Cruzamos por la Plaza de Armas -todas sus tocayas se parecen, cada una con su encanto particular- decorada por un enorme árbol de Navidad en el que los turistas se tomaban sus respectivas selfies y por un mar de palomas a las que los niños alimentaban graciosamente, contribuyendo a atraer y reproducir tan indigna especie urbana. Seguimos hacia el mercado de San Camilo, efervescente a esa hora del mediodía, y nos sentamos a tomar una cusqueña, a falta de arequipeña.
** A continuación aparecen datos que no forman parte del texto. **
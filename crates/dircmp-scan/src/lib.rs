//! Directory scanning engine for dircmp.
//!
//! This crate walks a directory tree and produces a deterministic,
//! checksum-annotated [`DirectoryTree`].
//!
//! # Overview
//!
//! `dircmp-scan` is responsible for traversing directories and building
//! the tree structure. Key features:
//!
//! - **Two ordered phases**: metadata listing first, then CRC-32 hashing
//! - **Deterministic output**: entries sorted by name at every level
//! - **Partial-failure tolerance**: failures are collected, the walk goes on
//! - **Progress snapshots** from atomic counters on a timer-driven task
//!
//! # Example
//!
//! ```rust,no_run
//! use dircmp_scan::{ScanConfig, TreeScanner};
//!
//! let scanner = TreeScanner::new(ScanConfig::new("/path/to/scan"));
//! let outcome = scanner.scan().unwrap();
//!
//! println!("Total files: {}", outcome.tree.stats.total_files);
//! for failure in &outcome.failures {
//!     eprintln!("{failure}");
//! }
//! ```
//!
//! # Progress Monitoring
//!
//! ```rust,no_run
//! use std::sync::Arc;
//! use dircmp_scan::{ProgressConfig, ProgressTicker, ScanConfig, ScanProgress, TreeScanner};
//!
//! # async fn run() {
//! let scanner = Arc::new(TreeScanner::new(ScanConfig::new("/path/to/scan")));
//! let ticker = ProgressTicker::spawn(
//!     scanner.progress(),
//!     ProgressConfig::default(),
//!     |p: &ScanProgress| println!("{}: {} files", p.phase, p.current_count),
//! );
//!
//! let worker = Arc::clone(&scanner);
//! let outcome = tokio::task::spawn_blocking(move || worker.scan()).await;
//! ticker.stop().await;
//! # }
//! ```

mod checksum;
mod gateway;
mod progress;
mod scanner;

pub use checksum::{ChecksumEngine, Crc32};
pub use gateway::{
    entry_name, is_platform_artifact, FileSystemGateway, LocalGateway, PathKind, PLATFORM_ARTIFACTS,
};
pub use progress::{
    ProgressConfig, ProgressSink, ProgressState, ProgressTicker, ScanPhase, ScanProgress,
};
pub use scanner::{ScanOutcome, TreeScanner};

// Re-export core types for convenience
pub use dircmp_core::{
    DirectoryNode, DirectoryTree, FailureKind, FileEntry, ScanConfig, ScanError, ScanFailure,
    TreeStats,
};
Habíamos quedado a las dos con unos amigos de un amigo para comer en una piquería tradicional del barrio de Yanahuara, donde degustamos a medias un plato “doble” con chicharrón, pastel de papa y el típico rocoto, y lo coronamos con un postre de queso helado en el mirador de Yanahuara. Bonito barrio, muy pijo él, como los amigos, con su 4x4 y su vestimenta, tan distinta a la idiosincrasia a la que estoy acostumbrada en Cusco.

Volvimos andando al centro histórico por la Avenida Ejército, cruzando el Puente Grau, para visitar todavía la Casa del Moral (una casona noble del siglo XVII típica arequipeña) y los Claustros de la Compañía, que estaban en obras, antes de volver para el hostal a recoger nuestras cosas y partir de vuelta a Cusco en bus.

Llegamos esta mañana temprano y descansamos todo el día. Cusco nos recibió con una mañana soleada de cielo azul, como un último abrazo cálido de reconciliación tras nuestra infidelidad arequipeña antes de volver a su llanto tormentoso. Nos esperan dos días de reuniones y visitas intensivas a todas las comunidades altoandinas del Valle Sagrado donde he estado trabajando estos dos últimos meses. Luego, maleta y para Lima, a presentar nuestro proyecto de cooperación de género por si los miembros caritativos de la AECID española optaran por concedernos su ayuda y llevar a cabo el proyecto identificado, lo cual me permitiría afianzar mi relación con esta, mi querida y celosa ciudad de Cusco.